───── DATA SUPPLIED ─────

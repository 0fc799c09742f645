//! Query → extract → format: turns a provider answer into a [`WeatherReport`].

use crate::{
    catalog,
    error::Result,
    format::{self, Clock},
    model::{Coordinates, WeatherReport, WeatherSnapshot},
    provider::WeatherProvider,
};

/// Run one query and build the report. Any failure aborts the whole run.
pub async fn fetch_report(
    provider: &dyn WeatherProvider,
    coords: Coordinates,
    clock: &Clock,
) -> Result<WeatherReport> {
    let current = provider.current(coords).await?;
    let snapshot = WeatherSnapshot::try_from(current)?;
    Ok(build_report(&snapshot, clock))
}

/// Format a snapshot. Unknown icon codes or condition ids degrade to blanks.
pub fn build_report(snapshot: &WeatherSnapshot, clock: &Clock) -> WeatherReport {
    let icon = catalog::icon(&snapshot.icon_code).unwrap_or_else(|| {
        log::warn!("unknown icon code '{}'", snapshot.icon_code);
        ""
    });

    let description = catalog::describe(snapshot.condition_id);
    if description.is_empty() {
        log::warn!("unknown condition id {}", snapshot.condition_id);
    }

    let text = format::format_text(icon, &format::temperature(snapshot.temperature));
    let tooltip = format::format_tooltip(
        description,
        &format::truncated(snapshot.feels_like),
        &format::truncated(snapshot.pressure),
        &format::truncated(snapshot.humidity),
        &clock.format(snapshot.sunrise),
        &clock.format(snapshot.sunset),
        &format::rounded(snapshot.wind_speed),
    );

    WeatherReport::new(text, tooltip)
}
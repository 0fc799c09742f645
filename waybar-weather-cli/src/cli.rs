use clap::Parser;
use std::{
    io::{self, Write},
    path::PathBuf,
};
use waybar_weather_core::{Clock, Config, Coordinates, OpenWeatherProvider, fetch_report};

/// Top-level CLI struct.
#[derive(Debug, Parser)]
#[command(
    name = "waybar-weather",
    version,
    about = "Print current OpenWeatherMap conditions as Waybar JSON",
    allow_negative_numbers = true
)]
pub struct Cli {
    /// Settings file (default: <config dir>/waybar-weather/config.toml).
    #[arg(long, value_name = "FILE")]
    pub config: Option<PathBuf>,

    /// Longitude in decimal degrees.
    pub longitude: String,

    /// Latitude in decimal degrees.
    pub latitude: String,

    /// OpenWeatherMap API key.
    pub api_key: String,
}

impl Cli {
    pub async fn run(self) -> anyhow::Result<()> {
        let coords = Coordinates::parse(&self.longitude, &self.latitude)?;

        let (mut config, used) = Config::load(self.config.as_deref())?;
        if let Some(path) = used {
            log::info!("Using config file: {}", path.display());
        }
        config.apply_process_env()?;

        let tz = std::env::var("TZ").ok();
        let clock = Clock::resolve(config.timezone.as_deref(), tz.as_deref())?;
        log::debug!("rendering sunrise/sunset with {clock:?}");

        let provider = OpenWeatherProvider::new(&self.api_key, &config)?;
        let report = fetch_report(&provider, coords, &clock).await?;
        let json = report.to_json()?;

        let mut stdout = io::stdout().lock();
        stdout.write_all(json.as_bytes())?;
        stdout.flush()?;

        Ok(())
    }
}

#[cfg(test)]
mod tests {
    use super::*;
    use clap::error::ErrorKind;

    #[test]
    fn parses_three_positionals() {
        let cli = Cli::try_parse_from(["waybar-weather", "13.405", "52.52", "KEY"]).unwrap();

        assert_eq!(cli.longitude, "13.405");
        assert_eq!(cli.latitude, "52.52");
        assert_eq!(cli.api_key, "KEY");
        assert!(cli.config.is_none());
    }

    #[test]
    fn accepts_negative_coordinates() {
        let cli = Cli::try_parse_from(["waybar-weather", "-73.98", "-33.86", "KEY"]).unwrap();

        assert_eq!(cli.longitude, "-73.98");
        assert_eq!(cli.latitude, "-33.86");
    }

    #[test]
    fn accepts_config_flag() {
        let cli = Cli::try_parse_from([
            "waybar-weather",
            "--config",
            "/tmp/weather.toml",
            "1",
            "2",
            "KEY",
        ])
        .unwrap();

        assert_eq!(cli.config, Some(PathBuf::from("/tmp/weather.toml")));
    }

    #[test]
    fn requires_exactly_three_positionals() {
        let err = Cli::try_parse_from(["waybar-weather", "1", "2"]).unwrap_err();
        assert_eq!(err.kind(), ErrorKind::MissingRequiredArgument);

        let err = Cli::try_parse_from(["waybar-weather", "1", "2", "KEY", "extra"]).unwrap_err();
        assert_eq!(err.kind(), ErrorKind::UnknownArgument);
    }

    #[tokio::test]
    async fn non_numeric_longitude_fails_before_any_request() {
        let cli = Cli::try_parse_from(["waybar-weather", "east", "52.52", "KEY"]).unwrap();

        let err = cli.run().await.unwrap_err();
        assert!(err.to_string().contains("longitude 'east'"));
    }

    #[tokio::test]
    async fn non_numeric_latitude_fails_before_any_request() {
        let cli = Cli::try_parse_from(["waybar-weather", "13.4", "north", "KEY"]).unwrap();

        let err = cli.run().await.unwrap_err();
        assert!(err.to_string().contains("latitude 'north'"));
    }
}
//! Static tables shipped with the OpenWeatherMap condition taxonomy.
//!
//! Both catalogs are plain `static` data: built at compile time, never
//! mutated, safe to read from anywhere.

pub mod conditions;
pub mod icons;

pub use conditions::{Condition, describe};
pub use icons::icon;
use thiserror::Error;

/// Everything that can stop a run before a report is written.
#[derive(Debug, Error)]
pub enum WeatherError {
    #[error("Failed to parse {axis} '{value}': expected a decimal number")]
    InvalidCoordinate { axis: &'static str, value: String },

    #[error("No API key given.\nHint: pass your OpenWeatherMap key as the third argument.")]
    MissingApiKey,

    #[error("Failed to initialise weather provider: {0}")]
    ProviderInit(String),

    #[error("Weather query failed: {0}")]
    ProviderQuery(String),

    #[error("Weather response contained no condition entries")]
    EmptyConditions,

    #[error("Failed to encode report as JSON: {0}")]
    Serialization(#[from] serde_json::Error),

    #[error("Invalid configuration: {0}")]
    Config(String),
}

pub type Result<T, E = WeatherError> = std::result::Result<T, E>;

─────
───── DATA SUPPLIED ─────

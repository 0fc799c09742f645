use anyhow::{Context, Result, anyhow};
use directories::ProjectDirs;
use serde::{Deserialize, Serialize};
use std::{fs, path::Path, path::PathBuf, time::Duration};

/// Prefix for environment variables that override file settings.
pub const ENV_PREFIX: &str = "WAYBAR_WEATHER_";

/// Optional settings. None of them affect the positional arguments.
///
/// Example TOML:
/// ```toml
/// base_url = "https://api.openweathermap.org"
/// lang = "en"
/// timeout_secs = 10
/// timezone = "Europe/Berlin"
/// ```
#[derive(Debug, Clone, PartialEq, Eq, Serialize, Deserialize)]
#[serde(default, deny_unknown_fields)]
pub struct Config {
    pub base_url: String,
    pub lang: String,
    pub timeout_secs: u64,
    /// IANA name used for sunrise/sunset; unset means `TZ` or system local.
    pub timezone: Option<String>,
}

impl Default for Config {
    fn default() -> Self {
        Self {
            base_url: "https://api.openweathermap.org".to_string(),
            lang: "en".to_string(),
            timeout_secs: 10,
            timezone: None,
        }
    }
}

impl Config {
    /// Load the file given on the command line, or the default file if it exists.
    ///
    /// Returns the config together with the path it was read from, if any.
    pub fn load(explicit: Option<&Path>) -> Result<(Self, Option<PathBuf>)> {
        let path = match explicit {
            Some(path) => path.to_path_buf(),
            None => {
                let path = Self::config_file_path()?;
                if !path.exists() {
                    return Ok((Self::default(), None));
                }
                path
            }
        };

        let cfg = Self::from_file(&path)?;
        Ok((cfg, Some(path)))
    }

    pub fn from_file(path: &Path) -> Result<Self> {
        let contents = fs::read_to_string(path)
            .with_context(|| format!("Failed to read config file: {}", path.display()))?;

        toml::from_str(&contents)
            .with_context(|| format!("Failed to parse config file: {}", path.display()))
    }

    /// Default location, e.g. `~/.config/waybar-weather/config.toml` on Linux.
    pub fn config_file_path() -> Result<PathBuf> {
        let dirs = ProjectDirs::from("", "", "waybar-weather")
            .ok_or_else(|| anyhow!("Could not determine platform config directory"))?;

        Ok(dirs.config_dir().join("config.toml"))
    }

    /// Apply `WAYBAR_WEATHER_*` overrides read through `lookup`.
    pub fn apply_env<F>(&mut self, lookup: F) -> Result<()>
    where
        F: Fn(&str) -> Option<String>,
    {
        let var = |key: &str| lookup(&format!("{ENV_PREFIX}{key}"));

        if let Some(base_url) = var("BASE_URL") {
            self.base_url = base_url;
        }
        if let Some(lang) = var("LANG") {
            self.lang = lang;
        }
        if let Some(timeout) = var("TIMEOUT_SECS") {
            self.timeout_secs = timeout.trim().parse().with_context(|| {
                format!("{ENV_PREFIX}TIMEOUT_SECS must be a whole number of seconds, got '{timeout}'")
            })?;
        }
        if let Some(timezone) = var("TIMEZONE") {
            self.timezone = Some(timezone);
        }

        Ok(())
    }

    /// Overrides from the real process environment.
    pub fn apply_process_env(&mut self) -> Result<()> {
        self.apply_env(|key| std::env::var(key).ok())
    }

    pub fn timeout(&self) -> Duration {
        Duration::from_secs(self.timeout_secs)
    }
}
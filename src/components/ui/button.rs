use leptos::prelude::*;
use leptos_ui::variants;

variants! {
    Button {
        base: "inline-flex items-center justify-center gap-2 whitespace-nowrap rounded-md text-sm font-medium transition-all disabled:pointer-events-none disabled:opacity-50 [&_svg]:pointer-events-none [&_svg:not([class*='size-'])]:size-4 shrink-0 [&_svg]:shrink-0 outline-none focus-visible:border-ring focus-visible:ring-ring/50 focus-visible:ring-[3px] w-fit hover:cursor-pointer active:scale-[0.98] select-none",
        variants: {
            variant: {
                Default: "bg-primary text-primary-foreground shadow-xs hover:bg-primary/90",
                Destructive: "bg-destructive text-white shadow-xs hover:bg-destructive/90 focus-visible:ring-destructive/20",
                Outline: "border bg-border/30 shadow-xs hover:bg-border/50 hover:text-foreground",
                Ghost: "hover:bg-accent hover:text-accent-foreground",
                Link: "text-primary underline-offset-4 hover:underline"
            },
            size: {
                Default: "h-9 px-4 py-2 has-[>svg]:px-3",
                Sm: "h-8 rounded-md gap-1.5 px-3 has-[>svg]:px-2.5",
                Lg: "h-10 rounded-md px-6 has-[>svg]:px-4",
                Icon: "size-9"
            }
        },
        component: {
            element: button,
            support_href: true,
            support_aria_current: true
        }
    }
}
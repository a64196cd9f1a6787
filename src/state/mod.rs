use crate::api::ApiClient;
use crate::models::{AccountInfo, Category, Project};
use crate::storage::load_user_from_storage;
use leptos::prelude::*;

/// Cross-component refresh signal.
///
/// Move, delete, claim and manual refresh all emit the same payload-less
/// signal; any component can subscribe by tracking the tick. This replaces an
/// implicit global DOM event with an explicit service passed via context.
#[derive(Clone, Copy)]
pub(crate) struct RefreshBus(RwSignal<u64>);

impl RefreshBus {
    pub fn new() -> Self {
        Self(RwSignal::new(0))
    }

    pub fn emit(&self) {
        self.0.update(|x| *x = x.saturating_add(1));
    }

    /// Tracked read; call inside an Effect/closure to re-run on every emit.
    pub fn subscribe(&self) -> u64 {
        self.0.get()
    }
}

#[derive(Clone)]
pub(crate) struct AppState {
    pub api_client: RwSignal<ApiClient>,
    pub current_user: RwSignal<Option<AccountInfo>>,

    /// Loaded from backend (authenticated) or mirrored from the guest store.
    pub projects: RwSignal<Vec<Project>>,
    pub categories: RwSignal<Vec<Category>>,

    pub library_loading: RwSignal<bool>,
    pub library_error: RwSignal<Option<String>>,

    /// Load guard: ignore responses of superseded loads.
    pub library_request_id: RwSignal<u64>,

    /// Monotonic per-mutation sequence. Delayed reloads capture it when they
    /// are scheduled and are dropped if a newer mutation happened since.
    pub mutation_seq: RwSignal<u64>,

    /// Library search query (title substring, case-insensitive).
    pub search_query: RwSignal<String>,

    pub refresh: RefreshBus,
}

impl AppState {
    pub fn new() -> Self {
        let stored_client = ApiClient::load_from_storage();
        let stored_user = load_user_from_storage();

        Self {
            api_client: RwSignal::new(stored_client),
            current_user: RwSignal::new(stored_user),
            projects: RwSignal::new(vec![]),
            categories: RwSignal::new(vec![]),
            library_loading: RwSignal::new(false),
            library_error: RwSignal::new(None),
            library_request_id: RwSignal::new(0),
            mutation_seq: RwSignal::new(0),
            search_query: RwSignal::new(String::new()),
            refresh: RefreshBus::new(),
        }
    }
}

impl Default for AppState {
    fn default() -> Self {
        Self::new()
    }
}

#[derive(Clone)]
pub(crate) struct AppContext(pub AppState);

─────
───── DATA SUPPLIED ─────

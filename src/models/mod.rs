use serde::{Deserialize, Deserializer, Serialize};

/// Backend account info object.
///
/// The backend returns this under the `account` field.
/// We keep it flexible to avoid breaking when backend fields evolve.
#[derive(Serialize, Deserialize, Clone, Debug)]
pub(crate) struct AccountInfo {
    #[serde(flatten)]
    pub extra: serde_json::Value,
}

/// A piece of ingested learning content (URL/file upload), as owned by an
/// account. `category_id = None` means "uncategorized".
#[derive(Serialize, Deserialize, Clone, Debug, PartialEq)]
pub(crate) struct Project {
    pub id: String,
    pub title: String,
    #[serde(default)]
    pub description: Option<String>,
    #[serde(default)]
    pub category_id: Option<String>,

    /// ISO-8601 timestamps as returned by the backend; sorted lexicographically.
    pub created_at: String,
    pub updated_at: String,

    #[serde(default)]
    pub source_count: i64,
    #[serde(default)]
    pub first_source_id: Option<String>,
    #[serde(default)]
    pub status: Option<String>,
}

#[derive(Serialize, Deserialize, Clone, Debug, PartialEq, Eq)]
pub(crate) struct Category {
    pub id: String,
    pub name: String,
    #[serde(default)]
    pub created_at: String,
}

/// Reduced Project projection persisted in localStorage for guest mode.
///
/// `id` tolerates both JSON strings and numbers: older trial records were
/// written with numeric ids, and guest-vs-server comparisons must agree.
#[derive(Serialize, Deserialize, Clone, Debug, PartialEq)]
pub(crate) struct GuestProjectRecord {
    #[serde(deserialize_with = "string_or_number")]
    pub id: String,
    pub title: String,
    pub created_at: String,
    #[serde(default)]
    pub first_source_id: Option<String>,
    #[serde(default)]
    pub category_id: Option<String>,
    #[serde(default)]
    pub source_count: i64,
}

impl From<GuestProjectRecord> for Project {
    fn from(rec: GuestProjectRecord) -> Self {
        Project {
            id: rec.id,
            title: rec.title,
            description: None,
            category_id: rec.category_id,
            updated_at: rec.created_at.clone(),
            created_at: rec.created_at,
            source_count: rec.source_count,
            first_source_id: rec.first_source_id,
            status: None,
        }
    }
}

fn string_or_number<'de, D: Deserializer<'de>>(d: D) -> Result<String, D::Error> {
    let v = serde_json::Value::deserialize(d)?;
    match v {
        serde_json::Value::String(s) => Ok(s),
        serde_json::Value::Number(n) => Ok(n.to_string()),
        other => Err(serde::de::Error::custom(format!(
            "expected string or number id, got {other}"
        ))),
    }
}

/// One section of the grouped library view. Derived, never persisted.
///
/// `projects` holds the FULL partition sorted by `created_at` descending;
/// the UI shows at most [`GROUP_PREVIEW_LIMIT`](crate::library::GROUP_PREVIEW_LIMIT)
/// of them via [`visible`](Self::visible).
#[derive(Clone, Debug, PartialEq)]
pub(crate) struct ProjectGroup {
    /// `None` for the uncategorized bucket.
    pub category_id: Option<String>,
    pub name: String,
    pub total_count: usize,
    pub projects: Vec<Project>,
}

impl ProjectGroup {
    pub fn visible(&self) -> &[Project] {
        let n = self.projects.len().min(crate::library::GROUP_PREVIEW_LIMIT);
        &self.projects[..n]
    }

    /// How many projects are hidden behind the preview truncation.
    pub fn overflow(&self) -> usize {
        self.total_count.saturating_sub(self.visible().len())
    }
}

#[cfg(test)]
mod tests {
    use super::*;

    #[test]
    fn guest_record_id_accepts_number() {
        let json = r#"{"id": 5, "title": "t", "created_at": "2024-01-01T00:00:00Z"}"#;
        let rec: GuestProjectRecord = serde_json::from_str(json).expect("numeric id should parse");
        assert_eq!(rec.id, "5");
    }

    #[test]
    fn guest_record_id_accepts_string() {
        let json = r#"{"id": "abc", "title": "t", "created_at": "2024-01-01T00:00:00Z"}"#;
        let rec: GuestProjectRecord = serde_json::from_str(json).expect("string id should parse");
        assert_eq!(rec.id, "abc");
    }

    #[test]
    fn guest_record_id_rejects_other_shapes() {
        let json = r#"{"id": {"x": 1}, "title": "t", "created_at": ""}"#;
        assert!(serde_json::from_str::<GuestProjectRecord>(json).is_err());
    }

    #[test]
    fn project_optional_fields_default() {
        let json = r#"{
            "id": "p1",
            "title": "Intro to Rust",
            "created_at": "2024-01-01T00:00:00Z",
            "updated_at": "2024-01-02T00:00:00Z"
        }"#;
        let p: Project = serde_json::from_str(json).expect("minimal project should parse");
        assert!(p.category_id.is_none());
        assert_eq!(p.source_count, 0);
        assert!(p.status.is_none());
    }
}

─────

TO DO –
Taking the records above as input, show every line in which the word "https" is present.

EXERCISE OUTPUT –
/// base_url = "https://api.openweathermap.org"
            base_url: "https://api.openweathermap.org".to_string(),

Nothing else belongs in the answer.